Disk Management¶

Shed stores cached VM images, per-shed rootfs copies, and (on VZ) console logs on each server. This page explains what lives on disk, how to measure it, and how to reclaim space safely.

The three tools involved:

shed system df — read-only disk usage report.
shed system prune — scoped cleanup with a dry-run-first UX.
Reflink / clonefile on shed create — new sheds share extents with the base image on reflink-capable filesystems, so per-shed disk cost starts at near-zero.

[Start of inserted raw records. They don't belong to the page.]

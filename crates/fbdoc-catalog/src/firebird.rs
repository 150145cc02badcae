//! Firebird catalog reader over the RDB$ system tables
//!
//! Queries RDB$PROCEDURES, RDB$PROCEDURE_PARAMETERS, RDB$DEPENDENCIES,
//! RDB$RELATIONS and RDB$RELATION_FIELDS for the metadata the documentation
//! needs. System relations and views are filtered out of the table queries.
//!
//! Firebird returns CHAR identifiers padded with trailing spaces; every name
//! column is trimmed before it leaves this module.
//!
//! ## Usage
//!
//! ```rust,ignore
//! let mut catalog = FirebirdCatalog::connect(&config.connection)?;
//! let rows = catalog.procedures()?;
//! ```

use crate::reader::{CatalogError, CatalogReader};
use crate::rows::{FieldRow, ProcedureDependencyRow, ProcedureParameterRow, ProcedureRow, TableRow};
use fbdoc_core::ConnectionConfig;

#[cfg(feature = "firebird")]
use rsfbclient::{charset, Queryable, SimpleConnection};

/// Firebird catalog reader
///
/// Only available with the `firebird` feature; without it the constructors
/// return a configuration error.
pub struct FirebirdCatalog {
    /// Firebird connection (only available with the firebird feature)
    #[cfg(feature = "firebird")]
    conn: SimpleConnection,

    /// Database path or alias, kept for query logging
    database: String,

    /// Placeholder for when the feature is disabled
    #[cfg(not(feature = "firebird"))]
    _phantom: std::marker::PhantomData<()>,
}

impl FirebirdCatalog {
    /// Connect to a Firebird server with the given connection settings
    #[cfg(feature = "firebird")]
    pub fn connect(config: &ConnectionConfig) -> Result<Self, CatalogError> {
        let charset = charset_from_name(&config.charset)?;

        let conn = rsfbclient::builder_pure_rust()
            .host(&config.host)
            .port(config.port)
            .db_name(&config.database)
            .user(&config.user)
            .pass(&config.password)
            .charset(charset)
            .connect()
            .map_err(|e| {
                CatalogError::AuthenticationError(format!(
                    "Failed to connect to Firebird at {}:{}: {}",
                    config.host, config.port, e
                ))
            })?;

        Ok(Self {
            conn: conn.into(),
            database: config.database.clone(),
        })
    }

    /// Create a reader without the firebird feature (returns an error)
    #[cfg(not(feature = "firebird"))]
    pub fn connect(_config: &ConnectionConfig) -> Result<Self, CatalogError> {
        Err(CatalogError::ConfigError(
            "Firebird support not compiled. Rebuild with: cargo build --features firebird"
                .to_string(),
        ))
    }

    #[cfg(feature = "firebird")]
    fn count(&mut self, sql: &str) -> Result<usize, CatalogError> {
        tracing::debug!(database = %self.database, sql, "executing count query");

        let rows: Vec<(i64,)> = self
            .conn
            .query(sql, ())
            .map_err(|e| CatalogError::QueryError(e.to_string()))?;

        Ok(rows.first().map(|row| row.0).unwrap_or(0) as usize)
    }
}

/// Trim the trailing spaces Firebird pads CHAR identifiers with
#[cfg(feature = "firebird")]
fn normalized(source: &str) -> String {
    source.trim().to_string()
}

#[cfg(feature = "firebird")]
fn normalized_opt(source: Option<String>) -> Option<String> {
    source.map(|s| s.trim().to_string())
}

/// Map a configured charset name onto an rsfbclient charset
#[cfg(feature = "firebird")]
fn charset_from_name(name: &str) -> Result<charset::Charset, CatalogError> {
    match name.to_uppercase().as_str() {
        "UTF8" | "UTF-8" => Ok(charset::UTF_8),
        "ISO8859_1" => Ok(charset::ISO_8859_1),
        "WIN1251" => Ok(charset::WIN_1251),
        "WIN1252" => Ok(charset::WIN_1252),
        other => Err(CatalogError::ConfigError(format!(
            "Unsupported connection charset: {}",
            other
        ))),
    }
}

#[cfg(not(feature = "firebird"))]
impl CatalogReader for FirebirdCatalog {
    fn name(&self) -> &'static str {
        "Firebird"
    }

    fn test_connection(&mut self) -> Result<(), CatalogError> {
        Err(disabled())
    }

    fn procedure_count(&mut self) -> Result<usize, CatalogError> {
        Err(disabled())
    }

    fn described_procedure_count(&mut self) -> Result<usize, CatalogError> {
        Err(disabled())
    }

    fn table_count(&mut self) -> Result<usize, CatalogError> {
        Err(disabled())
    }

    fn described_table_count(&mut self) -> Result<usize, CatalogError> {
        Err(disabled())
    }

    fn procedures(&mut self) -> Result<Vec<ProcedureRow>, CatalogError> {
        Err(disabled())
    }

    fn procedure_parameters(&mut self) -> Result<Vec<ProcedureParameterRow>, CatalogError> {
        Err(disabled())
    }

    fn procedure_dependencies(&mut self) -> Result<Vec<ProcedureDependencyRow>, CatalogError> {
        Err(disabled())
    }

    fn tables(&mut self) -> Result<Vec<TableRow>, CatalogError> {
        Err(disabled())
    }

    fn fields(&mut self) -> Result<Vec<FieldRow>, CatalogError> {
        Err(disabled())
    }
}

#[cfg(not(feature = "firebird"))]
fn disabled() -> CatalogError {
    CatalogError::ConfigError(
        "Firebird support not compiled. Rebuild with: cargo build --features firebird".to_string(),
    )
}

#[cfg(feature = "firebird")]
impl CatalogReader for FirebirdCatalog {
    fn name(&self) -> &'static str {
        "Firebird"
    }

    fn test_connection(&mut self) -> Result<(), CatalogError> {
        self.conn
            .query::<(), (i32,)>("select 1 from RDB$DATABASE", ())
            .map_err(|e| CatalogError::ConnectionError(format!("Connection test failed: {}", e)))?;
        Ok(())
    }

    fn procedure_count(&mut self) -> Result<usize, CatalogError> {
        self.count("select count(*) from RDB$PROCEDURES")
    }

    fn described_procedure_count(&mut self) -> Result<usize, CatalogError> {
        self.count("select count(*) from RDB$PROCEDURES where RDB$DESCRIPTION is not null")
    }

    fn table_count(&mut self) -> Result<usize, CatalogError> {
        self.count(
            "select count(*) from RDB$RELATIONS \
             where RDB$VIEW_BLR is null \
             and (RDB$SYSTEM_FLAG is null or RDB$SYSTEM_FLAG = 0)",
        )
    }

    fn described_table_count(&mut self) -> Result<usize, CatalogError> {
        self.count(
            "select count(*) from RDB$RELATIONS \
             where RDB$VIEW_BLR is null \
             and (RDB$SYSTEM_FLAG is null or RDB$SYSTEM_FLAG = 0) \
             and RDB$DESCRIPTION is not null",
        )
    }

    fn procedures(&mut self) -> Result<Vec<ProcedureRow>, CatalogError> {
        let sql = "select \
                       pr.RDB$PROCEDURE_NAME, \
                       pr.RDB$DESCRIPTION, \
                       pr.RDB$PROCEDURE_SOURCE \
                   from RDB$PROCEDURES pr";
        tracing::debug!(database = %self.database, "fetching procedures");

        let rows: Vec<(String, Option<String>, Option<String>)> = self
            .conn
            .query(sql, ())
            .map_err(|e| CatalogError::QueryError(e.to_string()))?;

        Ok(rows
            .into_iter()
            .map(|(name, description, source)| ProcedureRow {
                name: normalized(&name),
                description,
                source,
            })
            .collect())
    }

    fn procedure_parameters(&mut self) -> Result<Vec<ProcedureParameterRow>, CatalogError> {
        let sql = "select distinct \
                       pr.RDB$PROCEDURE_NAME, \
                       pp.RDB$PARAMETER_NAME, \
                       cast(pp.RDB$PARAMETER_TYPE as integer), \
                       pd.RDB$FIELD_NAME \
                   from RDB$PROCEDURES pr \
                   left join RDB$PROCEDURE_PARAMETERS pp \
                       on pp.RDB$PROCEDURE_NAME = pr.RDB$PROCEDURE_NAME \
                   left join RDB$DEPENDENCIES pd \
                       on pd.RDB$DEPENDED_ON_NAME = pr.RDB$PROCEDURE_NAME \
                       and pd.RDB$FIELD_NAME = pp.RDB$PARAMETER_NAME \
                   where pp.RDB$PARAMETER_TYPE is not null";
        tracing::debug!(database = %self.database, "fetching procedure parameters");

        let rows: Vec<(String, String, i32, Option<String>)> = self
            .conn
            .query(sql, ())
            .map_err(|e| CatalogError::QueryError(e.to_string()))?;

        Ok(rows
            .into_iter()
            .map(
                |(procedure_name, name, direction, dependency_field)| ProcedureParameterRow {
                    procedure_name: normalized(&procedure_name),
                    name: normalized(&name),
                    direction,
                    dependency_field: normalized_opt(dependency_field),
                },
            )
            .collect())
    }

    fn procedure_dependencies(&mut self) -> Result<Vec<ProcedureDependencyRow>, CatalogError> {
        let sql = "select \
                       dp.RDB$DEPENDENT_NAME, \
                       dp.RDB$DEPENDED_ON_NAME, \
                       cast(dp.RDB$DEPENDED_ON_TYPE as integer), \
                       dp.RDB$FIELD_NAME \
                   from RDB$DEPENDENCIES dp \
                   where dp.RDB$DEPENDENT_TYPE = 5 \
                   and dp.RDB$DEPENDED_ON_TYPE in (0, 2, 5, 15) \
                   and dp.RDB$FIELD_NAME is null";
        tracing::debug!(database = %self.database, "fetching procedure dependencies");

        let rows: Vec<(String, String, i32, Option<String>)> = self
            .conn
            .query(sql, ())
            .map_err(|e| CatalogError::QueryError(e.to_string()))?;

        Ok(rows
            .into_iter()
            .map(|(procedure_name, name, kind, field)| ProcedureDependencyRow {
                procedure_name: normalized(&procedure_name),
                name: normalized(&name),
                kind,
                field: normalized_opt(field),
            })
            .collect())
    }

    fn tables(&mut self) -> Result<Vec<TableRow>, CatalogError> {
        let sql = "select RDB$RELATION_NAME, RDB$DESCRIPTION \
                   from RDB$RELATIONS \
                   where RDB$VIEW_BLR is null \
                   and (RDB$SYSTEM_FLAG is null or RDB$SYSTEM_FLAG = 0)";
        tracing::debug!(database = %self.database, "fetching tables");

        let rows: Vec<(String, Option<String>)> = self
            .conn
            .query(sql, ())
            .map_err(|e| CatalogError::QueryError(e.to_string()))?;

        Ok(rows
            .into_iter()
            .map(|(name, description)| TableRow {
                name: normalized(&name),
                description,
            })
            .collect())
    }

    fn fields(&mut self) -> Result<Vec<FieldRow>, CatalogError> {
        let sql = "select \
                       r.RDB$RELATION_NAME, \
                       rf.RDB$FIELD_NAME, \
                       rf.RDB$DESCRIPTION, \
                       cast(f.RDB$FIELD_TYPE as integer), \
                       cast(f.RDB$FIELD_LENGTH as integer) \
                   from RDB$RELATIONS r \
                   left join RDB$RELATION_FIELDS rf \
                       on r.RDB$RELATION_NAME = rf.RDB$RELATION_NAME \
                   left join RDB$FIELDS f \
                       on f.RDB$FIELD_NAME = rf.RDB$FIELD_SOURCE \
                   where r.RDB$VIEW_BLR is null \
                   and (r.RDB$SYSTEM_FLAG is null or r.RDB$SYSTEM_FLAG = 0) \
                   order by rf.RDB$FIELD_POSITION";
        tracing::debug!(database = %self.database, "fetching table fields");

        let rows: Vec<(String, Option<String>, Option<String>, Option<i32>, Option<i32>)> = self
            .conn
            .query(sql, ())
            .map_err(|e| CatalogError::QueryError(e.to_string()))?;

        Ok(rows
            .into_iter()
            // A table with no fields produces a row with a null field name;
            // it simply contributes no fields.
            .filter_map(|(table_name, name, description, type_code, length)| {
                name.map(|name| FieldRow {
                    table_name: normalized(&table_name),
                    name: normalized(&name),
                    type_code,
                    length,
                    description,
                })
            })
            .collect())
    }
}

Full flag references live in the CLI reference; full API schemas live in the HTTP API reference. This page focuses on workflows and the reflink behavior that affects every shed create.

What lives on disk¶

Each server stores four kinds of data in its backend directory:

Kind	VZ path (macOS)	Firecracker path (Linux)	Created by	Removed by
`_base` rootfs cache	`~/Library/Application Support/shed/vz/_base-rootfs.ext4`	`/var/lib/shed/firecracker/images/_base-rootfs.ext4`	First `shed create` pulling the configured `base_rootfs` Docker ref	`shed image delete _base` or config change + `shed image prune`
Image variants	`~/Library/Application Support/shed/vz/{name}-rootfs.ext4`	`/var/lib/shed/firecracker/images/{name}-rootfs.ext4`	`shed image build` or `shed-server pull-images`	`shed image delete <name>` or `shed system prune --images`
Kernel / initrd	`~/Library/Application Support/shed/vz/vmlinux`, `initrd.img`	`/var/lib/shed/firecracker/images/vmlinux` (no initrd on FC)	`shed-server setup` or first image pull	Manual
Per-shed rootfs	`~/Library/Application Support/shed/vz/instances/{name}/rootfs.ext4`	`/var/lib/shed/firecracker/instances/{name}/rootfs.ext4`	`shed create` (shares extents with `_base` when possible)	`shed delete` or `shed system prune --instances`
VZ console log	`~/Library/Application Support/shed/vz/instances/{name}/console.log`	(Firecracker has none — SDK writes to stderr)	VM boot	`shed system prune --logs` (truncates to last N bytes)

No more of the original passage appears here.